Scientific classification
- Kingdom: Animalia
- Phylum: Mollusca
- Class: Gastropoda
- Subclass: Caenogastropoda
- Order: Littorinimorpha
- Family: Cypraeidae
- Genus: Blasicrura
- Species: B. pallidula
- Binomial name: Blasicrura pallidula (John Samuel Gaskoin, 1849)
- Synonyms: Cypraea pallidula (Gaskoin, 1849); Cypraea quadrimaculata var. pallidula Gaskoin, 1849;

= Blasicrura pallidula =

- Authority: (John Samuel Gaskoin, 1849)
- Synonyms: Cypraea pallidula (Gaskoin, 1849), Cypraea quadrimaculata var. pallidula Gaskoin, 1849

Species of gastropod

Blasicrura pallidula, common name the little pallid cowry, is a species of sea snail, a cowry, a marine gastropod mollusk in the family Cypraeidae, the cowries.

==Subspecies==
- Blasicrura pallidula luchuana Kuroda, 1960
- Blasicrura pallidula pallidula (Gaskoin, 1849-a)
- Blasicrura pallidula rhinoceros (Souverbie, 1865)
- Blasicrura pallidula vivia Steadmand and Cotton, 1943

==Description==
Blasicrura pallidula has a shell reaching a size of 11 – 32 mm.

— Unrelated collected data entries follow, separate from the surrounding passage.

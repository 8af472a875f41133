//! Error types for the MCP search adapter

use tavily_application::ports::search_gateway::GatewayError;
use thiserror::Error;

/// Result type alias for MCP operations
pub type Result<T> = std::result::Result<T, McpError>;

/// Errors that can occur when talking to the MCP search server
#[derive(Error, Debug)]
pub enum McpError {
    #[error("Failed to spawn MCP server '{command}': {source}")]
    SpawnError {
        command: String,
        #[source]
        source: std::io::Error,
    },

    #[error("MCP handshake failed: {0}")]
    HandshakeFailed(String),

    #[error("MCP request failed: {0}")]
    RequestFailed(String),

    #[error("No tool matching '{pattern}' (server offers: {available})")]
    ToolNotFound { pattern: String, available: String },

    #[error("JSON serialization error: {0}")]
    SerializationError(#[from] serde_json::Error),

    #[error("Transport closed")]
    TransportClosed,

    #[error("Request timeout")]
    Timeout,
}

impl From<McpError> for GatewayError {
    fn from(err: McpError) -> Self {
        match err {
            McpError::SpawnError { .. } | McpError::HandshakeFailed(_) => {
                GatewayError::ConnectionError(err.to_string())
            }
            McpError::ToolNotFound { .. } => GatewayError::ToolNotFound(err.to_string()),
            McpError::RequestFailed(_) | McpError::SerializationError(_) => {
                GatewayError::RequestFailed(err.to_string())
            }
            McpError::TransportClosed => GatewayError::TransportClosed,
            McpError::Timeout => GatewayError::Timeout,
        }
    }
}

It is oval, the dorsum surface is usually pale brown, while the base is white. In the living cowries the mantle has a blackish coloration.

==Distribution==
This species can be found in North Australia, Philippines, New Caledonia, Samoan Islands and rarely seen in the Maldives.